### [Recorded data]
--

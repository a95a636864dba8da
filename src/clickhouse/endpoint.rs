// ABOUTME: DatabaseEndpoint implementation over the ClickHouse HTTP interface
// ABOUTME: Catalog queries, SHOW CREATE, LIMIT/OFFSET exports and bulk INSERT imports

use anyhow::{bail, Context, Result};
use async_trait::async_trait;
use serde::Deserialize;
use std::collections::HashMap;
use std::sync::Mutex;

use super::connection::{build_http_client, describe_request_error, describe_server_error};
use super::tsv;
use crate::config::{EndpointConfig, RowFormat};
use crate::endpoint::{
    is_system_namespace, AccessEntity, CatalogObject, DatabaseEndpoint, Rows, TableAggregate,
    TableStats,
};
use crate::unit::{QualifiedName, UnitKind};
use crate::utils::{quote_ident, quote_literal};

/// Prefixes of the hidden tables backing materialized views
const INNER_TABLE_PREFIXES: &[&str] = &[".inner.", ".inner_id."];

pub struct ClickHouseEndpoint {
    label: String,
    url: String,
    user: String,
    password: String,
    http: reqwest::Client,
    sorting_keys: Mutex<HashMap<QualifiedName, String>>,
}

#[derive(Debug, Deserialize)]
struct QuerySummary {
    #[serde(default)]
    written_rows: String,
}

impl ClickHouseEndpoint {
    pub fn new(config: &EndpointConfig, label: &str) -> Result<Self> {
        Ok(Self {
            label: label.to_string(),
            url: config.url.trim_end_matches('/').to_string(),
            user: config.user.clone(),
            password: config.password.clone(),
            http: build_http_client(config)?,
            sorting_keys: Mutex::new(HashMap::new()),
        })
    }

    /// POST a request; `query` goes in the URL when `body` carries data
    async fn post(&self, query: Option<&str>, body: Vec<u8>) -> Result<reqwest::Response> {
        let mut request = self
            .http
            .post(format!("{}/", self.url))
            .header("X-ClickHouse-User", &self.user)
            .header("X-ClickHouse-Key", &self.password)
            .body(body);
        if let Some(query) = query {
            request = request.query(&[("query", query)]);
        }

        let response = request
            .send()
            .await
            .map_err(|e| describe_request_error(&self.label, e))?;

        let status = response.status();
        if !status.is_success() {
            let body = response.text().await.unwrap_or_default();
            return Err(describe_server_error(&self.label, status.as_u16(), &body));
        }
        Ok(response)
    }

    async fn fetch_text(&self, sql: &str) -> Result<String> {
        let response = self.post(None, sql.as_bytes().to_vec()).await?;
        response
            .text()
            .await
            .map_err(|e| describe_request_error(&self.label, e))
    }

    async fn single_value(&self, sql: &str) -> Result<String> {
        let rows = self.query(sql).await?;
        rows.into_iter()
            .next()
            .and_then(|row| row.into_iter().next())
            .with_context(|| format!("Query returned no rows: {}", sql))
    }

    async fn names_from(&self, system_table: &str, builtin: &[&str]) -> Result<Vec<String>> {
        let rows = self
            .query(&format!("SELECT name FROM system.{} ORDER BY name", system_table))
            .await?;
        Ok(rows
            .into_iter()
            .filter_map(|row| row.into_iter().next())
            .filter(|name| !builtin.contains(&name.as_str()))
            .collect())
    }

    async fn show_create_each(&self, keyword: &str, names: &[String]) -> Result<Vec<String>> {
        let mut statements = Vec::with_capacity(names.len());
        for name in names {
            let ddl = self
                .single_value(&format!("SHOW CREATE {} {}", keyword, quote_ident(name)))
                .await?;
            statements.push(ddl);
        }
        Ok(statements)
    }

    async fn sorting_key(&self, table: &QualifiedName) -> Result<String> {
        let cached = self
            .sorting_keys
            .lock()
            .unwrap_or_else(|e| e.into_inner())
            .get(table)
            .cloned();
        if let Some(key) = cached {
            return Ok(key);
        }

        let rows = self
            .query(&format!(
                "SELECT sorting_key FROM system.tables WHERE database = {} AND name = {}",
                quote_literal(&table.namespace),
                quote_literal(&table.name)
            ))
            .await?;
        let key = rows
            .into_iter()
            .next()
            .and_then(|row| row.into_iter().next())
            .unwrap_or_default();

        self.sorting_keys
            .lock()
            .unwrap_or_else(|e| e.into_inner())
            .insert(table.clone(), key.clone());
        Ok(key)
    }
}

fn qualified(table: &QualifiedName) -> String {
    format!("{}.{}", quote_ident(&table.namespace), quote_ident(&table.name))
}

/// Engines whose rows live elsewhere or are consumed by reading them
const PROXY_ENGINES: &[&str] = &[
    "Distributed",
    "Merge",
    "Buffer",
    "Null",
    "Kafka",
    "RabbitMQ",
    "NATS",
    "FileLog",
    "S3Queue",
    "AzureQueue",
    "URL",
    "S3",
    "AzureBlobStorage",
    "HDFS",
    "File",
    "MySQL",
    "PostgreSQL",
    "MongoDB",
    "ODBC",
    "JDBC",
    "Redis",
    "SQLite",
    "ExternalDistributed",
    "DeltaLake",
    "Hudi",
    "Iceberg",
    "GenerateRandom",
];

/// Map a `system.tables` engine to the unit kind that migrates it
pub fn kind_for_engine(engine: &str) -> UnitKind {
    match engine {
        "View" | "LiveView" | "WindowView" => UnitKind::View,
        "MaterializedView" => UnitKind::MaterializedView,
        "Dictionary" => UnitKind::Dictionary,
        engine if PROXY_ENGINES.contains(&engine) => UnitKind::ProxyTable,
        _ => UnitKind::DataTable,
    }
}

/// ORDER BY clause giving export windows a total order
///
/// The sorting key alone is not unique, and merges between window reads may
/// reorder rows that share a key; the row hash breaks those ties.
fn window_order(sorting_key: &str) -> String {
    let key = sorting_key.trim();
    if key.is_empty() {
        " ORDER BY cityHash64(*)".to_string()
    } else {
        format!(" ORDER BY {}, cityHash64(*)", key)
    }
}

#[async_trait]
impl DatabaseEndpoint for ClickHouseEndpoint {
    fn label(&self) -> &str {
        &self.label
    }

    async fn ping(&self) -> Result<()> {
        let response = self
            .http
            .get(format!("{}/ping", self.url))
            .send()
            .await
            .map_err(|e| describe_request_error(&self.label, e))?;
        if !response.status().is_success() {
            let status = response.status().as_u16();
            let body = response.text().await.unwrap_or_default();
            return Err(describe_server_error(&self.label, status, &body));
        }
        Ok(())
    }

    async fn query(&self, sql: &str) -> Result<Rows> {
        let body = self
            .fetch_text(&format!("{} FORMAT TabSeparated", sql.trim_end_matches(';')))
            .await?;
        Ok(tsv::parse_rows(&body))
    }

    async fn execute(&self, sql: &str) -> Result<()> {
        self.post(None, sql.as_bytes().to_vec()).await?;
        Ok(())
    }

    async fn list_namespaces(&self) -> Result<Vec<String>> {
        let rows = self
            .query("SELECT name FROM system.databases ORDER BY name")
            .await
            .context("Failed to list databases")?;
        Ok(rows
            .into_iter()
            .filter_map(|row| row.into_iter().next())
            .filter(|name| !is_system_namespace(name))
            .collect())
    }

    async fn list_objects(&self, namespace: &str) -> Result<Vec<CatalogObject>> {
        let rows = self
            .query(&format!(
                "SELECT name, engine FROM system.tables \
                 WHERE database = {} AND NOT is_temporary ORDER BY name",
                quote_literal(namespace)
            ))
            .await
            .with_context(|| format!("Failed to list objects in database '{}'", namespace))?;

        let mut objects = Vec::with_capacity(rows.len());
        for row in rows {
            let [name, engine]: [String; 2] = match row.try_into() {
                Ok(cells) => cells,
                Err(row) => bail!("Unexpected catalog row shape: {:?}", row),
            };
            if INNER_TABLE_PREFIXES.iter().any(|p| name.starts_with(p)) {
                continue;
            }
            objects.push(CatalogObject {
                kind: kind_for_engine(&engine),
                name,
            });
        }
        Ok(objects)
    }

    async fn describe_schema(&self, object: &QualifiedName, kind: UnitKind) -> Result<String> {
        let sql = match kind {
            UnitKind::Database => format!("SHOW CREATE DATABASE {}", quote_ident(&object.namespace)),
            UnitKind::Dictionary => format!("SHOW CREATE DICTIONARY {}", qualified(object)),
            UnitKind::AccessControlBundle => {
                bail!("Access control has no single DDL definition")
            }
            _ => format!("SHOW CREATE TABLE {}", qualified(object)),
        };
        self.single_value(&sql)
            .await
            .with_context(|| format!("Failed to read DDL for '{}'", object))
    }

    async fn table_stats(&self, table: &QualifiedName) -> Result<TableStats> {
        let rows = self
            .single_value(&format!("SELECT count() FROM {}", qualified(table)))
            .await?;
        let bytes = self
            .single_value(&format!(
                "SELECT total_bytes FROM system.tables WHERE database = {} AND name = {}",
                quote_literal(&table.namespace),
                quote_literal(&table.name)
            ))
            .await?;

        Ok(TableStats {
            rows: tsv::parse_u64(&rows)
                .with_context(|| format!("Invalid row count '{}' for '{}'", rows, table))?,
            bytes: tsv::parse_u64(&bytes).unwrap_or(0),
        })
    }

    async fn export_rows(
        &self,
        table: &QualifiedName,
        format: RowFormat,
        offset: u64,
        limit: u64,
    ) -> Result<Vec<u8>> {
        let sorting_key = self.sorting_key(table).await?;
        let sql = format!(
            "SELECT * FROM {}{} LIMIT {} OFFSET {} SETTINGS max_threads = 1 FORMAT {}",
            qualified(table),
            window_order(&sorting_key),
            limit,
            offset,
            format.as_str()
        );

        let response = self.post(None, sql.into_bytes()).await?;
        let bytes = response
            .bytes()
            .await
            .map_err(|e| describe_request_error(&self.label, e))?;
        Ok(bytes.to_vec())
    }

    async fn import_rows(
        &self,
        table: &QualifiedName,
        format: RowFormat,
        data: Vec<u8>,
    ) -> Result<u64> {
        let query = format!("INSERT INTO {} FORMAT {}", qualified(table), format.as_str());
        let response = self.post(Some(&query), data).await?;

        let written = response
            .headers()
            .get("X-ClickHouse-Summary")
            .and_then(|value| value.to_str().ok())
            .and_then(|raw| serde_json::from_str::<QuerySummary>(raw).ok())
            .and_then(|summary| summary.written_rows.parse().ok())
            .unwrap_or(0);
        Ok(written)
    }

    async fn table_aggregate(
        &self,
        table: &QualifiedName,
        with_checksum: bool,
    ) -> Result<TableAggregate> {
        let sql = if with_checksum {
            format!("SELECT count(), sum(cityHash64(*)) FROM {}", qualified(table))
        } else {
            format!("SELECT count() FROM {}", qualified(table))
        };
        let rows = self.query(&sql).await?;
        let row = rows
            .into_iter()
            .next()
            .with_context(|| format!("Aggregate query returned no rows for '{}'", table))?;

        let count = row
            .first()
            .and_then(|cell| tsv::parse_u64(cell))
            .with_context(|| format!("Invalid row count for '{}'", table))?;
        let checksum = if with_checksum {
            row.get(1).and_then(|cell| tsv::parse_u64(cell))
        } else {
            None
        };

        Ok(TableAggregate {
            rows: count,
            checksum,
        })
    }

    async fn access_entities(&self, entity: AccessEntity) -> Result<Vec<String>> {
        match entity {
            AccessEntity::Role => {
                let names = self.names_from("roles", entity.builtin_names()).await?;
                self.show_create_each("ROLE", &names).await
            }
            AccessEntity::Profile => {
                let names = self
                    .names_from("settings_profiles", entity.builtin_names())
                    .await?;
                self.show_create_each("SETTINGS PROFILE", &names).await
            }
            AccessEntity::Quota => {
                let names = self.names_from("quotas", entity.builtin_names()).await?;
                self.show_create_each("QUOTA", &names).await
            }
            AccessEntity::User => {
                let names = self.names_from("users", entity.builtin_names()).await?;
                self.show_create_each("USER", &names).await
            }
            AccessEntity::Grant => {
                let mut principals = self
                    .names_from("users", AccessEntity::User.builtin_names())
                    .await?;
                principals.extend(self.names_from("roles", &[]).await?);

                let mut grants = Vec::new();
                for principal in principals {
                    let rows = self
                        .query(&format!("SHOW GRANTS FOR {}", quote_ident(&principal)))
                        .await?;
                    grants.extend(rows.into_iter().filter_map(|row| row.into_iter().next()));
                }
                Ok(grants)
            }
        }
    }
}

#[cfg(test)]
mod tests {
    use super::*;

    #[test]
    fn test_kind_for_engine() {
        assert_eq!(kind_for_engine("MergeTree"), UnitKind::DataTable);
        assert_eq!(kind_for_engine("ReplicatedReplacingMergeTree"), UnitKind::DataTable);
        assert_eq!(kind_for_engine("View"), UnitKind::View);
        assert_eq!(kind_for_engine("LiveView"), UnitKind::View);
        assert_eq!(kind_for_engine("MaterializedView"), UnitKind::MaterializedView);
        assert_eq!(kind_for_engine("Dictionary"), UnitKind::Dictionary);
        for engine in ["Distributed", "Merge", "Buffer", "Null", "Kafka", "RabbitMQ", "NATS", "URL", "S3", "MySQL"] {
            assert_eq!(kind_for_engine(engine), UnitKind::ProxyTable, "{}", engine);
        }
        assert_eq!(kind_for_engine("Log"), UnitKind::DataTable);
        assert_eq!(kind_for_engine("Memory"), UnitKind::DataTable);
    }

    #[test]
    fn test_window_order_is_total() {
        assert_eq!(window_order("id"), " ORDER BY id, cityHash64(*)");
        assert_eq!(window_order("(event_date, user_id)"), " ORDER BY (event_date, user_id), cityHash64(*)");
        assert_eq!(window_order("  "), " ORDER BY cityHash64(*)");
    }

    #[test]
    fn test_qualified_quotes_both_parts() {
        let name = QualifiedName::new("analytics", "page views");
        assert_eq!(qualified(&name), "`analytics`.`page views`");
    }

    #[tokio::test]
    #[ignore]
    async fn test_list_namespaces_excludes_system() {
        let url = std::env::var("TEST_SOURCE_URL").unwrap();
        let endpoint = ClickHouseEndpoint::new(&EndpointConfig::new(url), "source").unwrap();

        let namespaces = endpoint.list_namespaces().await.unwrap();
        assert!(!namespaces.iter().any(|ns| ns == "system"));
        for ns in &namespaces {
            println!("  - {}", ns);
        }
    }
}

--

### [Task instructions]
Your answer must be every line from the entries that contains the string "returned", copied as it stands.

### [Finished exercise]
            .with_context(|| format!("Query returned no rows: {}", sql))
            .with_context(|| format!("Aggregate query returned no rows for '{}'", table))?;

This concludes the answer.